Please print each record exactly, omitting none of them.

===== Records for the task

//! Binary morphology on `[z, y, x]` boolean grids with 6-connectivity.

use ndarray::parallel::prelude::*;
use ndarray::{Array2, Array3, Axis, Zip};
use std::collections::VecDeque;

const NEIGHBOURS: [(isize, isize, isize); 6] = [
    (-1, 0, 0),
    (1, 0, 0),
    (0, -1, 0),
    (0, 1, 0),
    (0, 0, -1),
    (0, 0, 1),
];

#[inline]
fn offset(index: (usize, usize, usize), delta: (isize, isize, isize), dim: (usize, usize, usize)) -> Option<(usize, usize, usize)> {
    let z = index.0.checked_add_signed(delta.0)?;
    let y = index.1.checked_add_signed(delta.1)?;
    let x = index.2.checked_add_signed(delta.2)?;
    (z < dim.0 && y < dim.1 && x < dim.2).then_some((z, y, x))
}

fn step(mask: &Array3<bool>, grow: bool) -> Array3<bool> {
    let dim = mask.dim();
    let mut out = Array3::from_elem(dim, false);
    Zip::indexed(&mut out).par_for_each(|index, value| {
        let centre = mask[index];
        *value = if grow {
            centre || NEIGHBOURS
                .iter()
                .any(|&d| offset(index, d, dim).is_some_and(|n| mask[n]))
        } else {
            // voxels on the grid border erode
            centre && NEIGHBOURS
                .iter()
                .all(|&d| offset(index, d, dim).is_some_and(|n| mask[n]))
        };
    });
    out
}

pub fn dilate(mask: &Array3<bool>, radius: usize) -> Array3<bool> {
    (0..radius).fold(mask.clone(), |m, _| step(&m, true))
}

pub fn erode(mask: &Array3<bool>, radius: usize) -> Array3<bool> {
    (0..radius).fold(mask.clone(), |m, _| step(&m, false))
}

pub fn open(mask: &Array3<bool>, radius: usize) -> Array3<bool> {
    dilate(&erode(mask, radius), radius)
}

/// Closing on a padded copy, so objects touching the border do not shrink.
pub fn close(mask: &Array3<bool>, radius: usize) -> Array3<bool> {
    if radius == 0 {
        return mask.clone();
    }
    let (d, h, w) = mask.dim();
    let mut padded = Array3::from_elem((d + 2 * radius, h + 2 * radius, w + 2 * radius), false);
    padded
        .slice_mut(ndarray::s![radius..radius + d, radius..radius + h, radius..radius + w])
        .assign(mask);
    let closed = erode(&dilate(&padded, radius), radius);
    closed
        .slice(ndarray::s![radius..radius + d, radius..radius + h, radius..radius + w])
        .to_owned()
}

/// Fill every background region not connected to the grid border.
pub fn fill_holes(mask: &Array3<bool>) -> Array3<bool> {
    let dim = mask.dim();
    let mut outside = Array3::from_elem(dim, false);
    let mut queue = VecDeque::new();

    for ((z, y, x), &set) in mask.indexed_iter() {
        let border = z == 0 || y == 0 || x == 0 || z + 1 == dim.0 || y + 1 == dim.1 || x + 1 == dim.2;
        if border && !set {
            outside[[z, y, x]] = true;
            queue.push_back((z, y, x));
        }
    }
    while let Some(index) = queue.pop_front() {
        for &d in &NEIGHBOURS {
            if let Some(n) = offset(index, d, dim) {
                if !mask[n] && !outside[n] {
                    outside[n] = true;
                    queue.push_back(n);
                }
            }
        }
    }
    outside.mapv(|o| !o)
}

/// 2D hole filling in every plane along `axis`.
pub fn fill_holes_slicewise(mask: &Array3<bool>, axis: Axis) -> Array3<bool> {
    let mut out = mask.clone();
    out.axis_iter_mut(axis).into_par_iter().for_each(|mut plane| {
        let filled = fill_holes_2d(&plane.to_owned());
        plane.assign(&filled);
    });
    out
}

fn fill_holes_2d(mask: &Array2<bool>) -> Array2<bool> {
    let (h, w) = mask.dim();
    let mut outside = Array2::from_elem((h, w), false);
    let mut queue = VecDeque::new();
    for ((y, x), &set) in mask.indexed_iter() {
        if (y == 0 || x == 0 || y + 1 == h || x + 1 == w) && !set {
            outside[[y, x]] = true;
            queue.push_back((y, x));
        }
    }
    while let Some((y, x)) = queue.pop_front() {
        let candidates = [
            (y.wrapping_sub(1), x),
            (y + 1, x),
            (y, x.wrapping_sub(1)),
            (y, x + 1),
        ];
        for (ny, nx) in candidates {
            if ny < h && nx < w && !mask[[ny, nx]] && !outside[[ny, nx]] {
                outside[[ny, nx]] = true;
                queue.push_back((ny, nx));
            }
        }
    }
    outside.mapv(|o| !o)
}

/// One 6-connected component.
#[derive(Clone, Debug)]
pub struct Component {
    pub label: u32,
    pub size: usize,
    /// Mean voxel index `(z, y, x)`.
    pub centroid: [f64; 3],
}

/// Label 6-connected components (label 0 is background), in scan order.
pub fn label_components(mask: &Array3<bool>) -> (Array3<u32>, Vec<Component>) {
    let dim = mask.dim();
    let mut labels = Array3::<u32>::zeros(dim);
    let mut components = Vec::new();
    let mut queue = VecDeque::new();

    for ((z, y, x), &set) in mask.indexed_iter() {
        if !set || labels[[z, y, x]] != 0 {
            continue;
        }
        let label = components.len() as u32 + 1;
        labels[[z, y, x]] = label;
        queue.push_back((z, y, x));
        let mut size = 0usize;
        let mut sum = [0.0_f64; 3];
        while let Some(index) = queue.pop_front() {
            size += 1;
            sum[0] += index.0 as f64;
            sum[1] += index.1 as f64;
            sum[2] += index.2 as f64;
            for &d in &NEIGHBOURS {
                if let Some(n) = offset(index, d, dim) {
                    if mask[n] && labels[n] == 0 {
                        labels[n] = label;
                        queue.push_back(n);
                    }
                }
            }
        }
        components.push(Component {
            label,
            size,
            centroid: sum.map(|s| s / size as f64),
        });
    }
    (labels, components)
}

/// Keep only the largest component.
pub fn largest_component(mask: &Array3<bool>) -> Array3<bool> {
    let (labels, components) = label_components(mask);
    match components.iter().max_by_key(|c| c.size) {
        Some(largest) => labels.mapv(|l| l == largest.label),
        None => mask.clone(),
    }
}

==========

§ **Finished exercise**:
//! Binary morphology on `[z, y, x]` boolean grids with 6-connectivity.

use ndarray::parallel::prelude::*;
use ndarray::{Array2, Array3, Axis, Zip};
use std::collections::VecDeque;

const NEIGHBOURS: [(isize, isize, isize); 6] = [
    (-1, 0, 0),
    (1, 0, 0),
    (0, -1, 0),
    (0, 1, 0),
    (0, 0, -1),
    (0, 0, 1),
];

#[inline]
fn offset(index: (usize, usize, usize), delta: (isize, isize, isize), dim: (usize, usize, usize)) -> Option<(usize, usize, usize)> {
    let z = index.0.checked_add_signed(delta.0)?;
    let y = index.1.checked_add_signed(delta.1)?;
    let x = index.2.checked_add_signed(delta.2)?;
    (z < dim.0 && y < dim.1 && x < dim.2).then_some((z, y, x))
}

fn step(mask: &Array3<bool>, grow: bool) -> Array3<bool> {
    let dim = mask.dim();
    let mut out = Array3::from_elem(dim, false);
    Zip::indexed(&mut out).par_for_each(|index, value| {
        let centre = mask[index];
        *value = if grow {
            centre || NEIGHBOURS
                .iter()
                .any(|&d| offset(index, d, dim).is_some_and(|n| mask[n]))
        } else {
            // voxels on the grid border erode
            centre && NEIGHBOURS
                .iter()
                .all(|&d| offset(index, d, dim).is_some_and(|n| mask[n]))
        };
    });
    out
}

pub fn dilate(mask: &Array3<bool>, radius: usize) -> Array3<bool> {
    (0..radius).fold(mask.clone(), |m, _| step(&m, true))
}

pub fn erode(mask: &Array3<bool>, radius: usize) -> Array3<bool> {
    (0..radius).fold(mask.clone(), |m, _| step(&m, false))
}

pub fn open(mask: &Array3<bool>, radius: usize) -> Array3<bool> {
    dilate(&erode(mask, radius), radius)
}

/// Closing on a padded copy, so objects touching the border do not shrink.
pub fn close(mask: &Array3<bool>, radius: usize) -> Array3<bool> {
    if radius == 0 {
        return mask.clone();
    }
    let (d, h, w) = mask.dim();
    let mut padded = Array3::from_elem((d + 2 * radius, h + 2 * radius, w + 2 * radius), false);
    padded
        .slice_mut(ndarray::s![radius..radius + d, radius..radius + h, radius..radius + w])
        .assign(mask);
    let closed = erode(&dilate(&padded, radius), radius);
    closed
        .slice(ndarray::s![radius..radius + d, radius..radius + h, radius..radius + w])
        .to_owned()
}

/// Fill every background region not connected to the grid border.
pub fn fill_holes(mask: &Array3<bool>) -> Array3<bool> {
    let dim = mask.dim();
    let mut outside = Array3::from_elem(dim, false);
    let mut queue = VecDeque::new();

    for ((z, y, x), &set) in mask.indexed_iter() {
        let border = z == 0 || y == 0 || x == 0 || z + 1 == dim.0 || y + 1 == dim.1 || x + 1 == dim.2;
        if border && !set {
            outside[[z, y, x]] = true;
            queue.push_back((z, y, x));
        }
    }
    while let Some(index) = queue.pop_front() {
        for &d in &NEIGHBOURS {
            if let Some(n) = offset(index, d, dim) {
                if !mask[n] && !outside[n] {
                    outside[n] = true;
                    queue.push_back(n);
                }
            }
        }
    }
    outside.mapv(|o| !o)
}

/// 2D hole filling in every plane along `axis`.
pub fn fill_holes_slicewise(mask: &Array3<bool>, axis: Axis) -> Array3<bool> {
    let mut out = mask.clone();
    out.axis_iter_mut(axis).into_par_iter().for_each(|mut plane| {
        let filled = fill_holes_2d(&plane.to_owned());
        plane.assign(&filled);
    });
    out
}

fn fill_holes_2d(mask: &Array2<bool>) -> Array2<bool> {
    let (h, w) = mask.dim();
    let mut outside = Array2::from_elem((h, w), false);
    let mut queue = VecDeque::new();
    for ((y, x), &set) in mask.indexed_iter() {
        if (y == 0 || x == 0 || y + 1 == h || x + 1 == w) && !set {
            outside[[y, x]] = true;
            queue.push_back((y, x));
        }
    }
    while let Some((y, x)) = queue.pop_front() {
        let candidates = [
            (y.wrapping_sub(1), x),
            (y + 1, x),
            (y, x.wrapping_sub(1)),
            (y, x + 1),
        ];
        for (ny, nx) in candidates {
            if ny < h && nx < w && !mask[[ny, nx]] && !outside[[ny, nx]] {
                outside[[ny, nx]] = true;
                queue.push_back((ny, nx));
            }
        }
    }
    outside.mapv(|o| !o)
}

/// One 6-connected component.
#[derive(Clone, Debug)]
pub struct Component {
    pub label: u32,
    pub size: usize,
    /// Mean voxel index `(z, y, x)`.
    pub centroid: [f64; 3],
}

/// Label 6-connected components (label 0 is background), in scan order.
pub fn label_components(mask: &Array3<bool>) -> (Array3<u32>, Vec<Component>) {
    let dim = mask.dim();
    let mut labels = Array3::<u32>::zeros(dim);
    let mut components = Vec::new();
    let mut queue = VecDeque::new();

    for ((z, y, x), &set) in mask.indexed_iter() {
        if !set || labels[[z, y, x]] != 0 {
            continue;
        }
        let label = components.len() as u32 + 1;
        labels[[z, y, x]] = label;
        queue.push_back((z, y, x));
        let mut size = 0usize;
        let mut sum = [0.0_f64; 3];
        while let Some(index) = queue.pop_front() {
            size += 1;
            sum[0] += index.0 as f64;
            sum[1] += index.1 as f64;
            sum[2] += index.2 as f64;
            for &d in &NEIGHBOURS {
                if let Some(n) = offset(index, d, dim) {
                    if mask[n] && labels[n] == 0 {
                        labels[n] = label;
                        queue.push_back(n);
                    }
                }
            }
        }
        components.push(Component {
            label,
            size,
            centroid: sum.map(|s| s / size as f64),
        });
    }
    (labels, components)
}

/// Keep only the largest component.
pub fn largest_component(mask: &Array3<bool>) -> Array3<bool> {
    let (labels, components) = label_components(mask);
    match components.iter().max_by_key(|c| c.size) {
        Some(largest) => labels.mapv(|l| l == largest.label),
        None => mask.clone(),
    }
}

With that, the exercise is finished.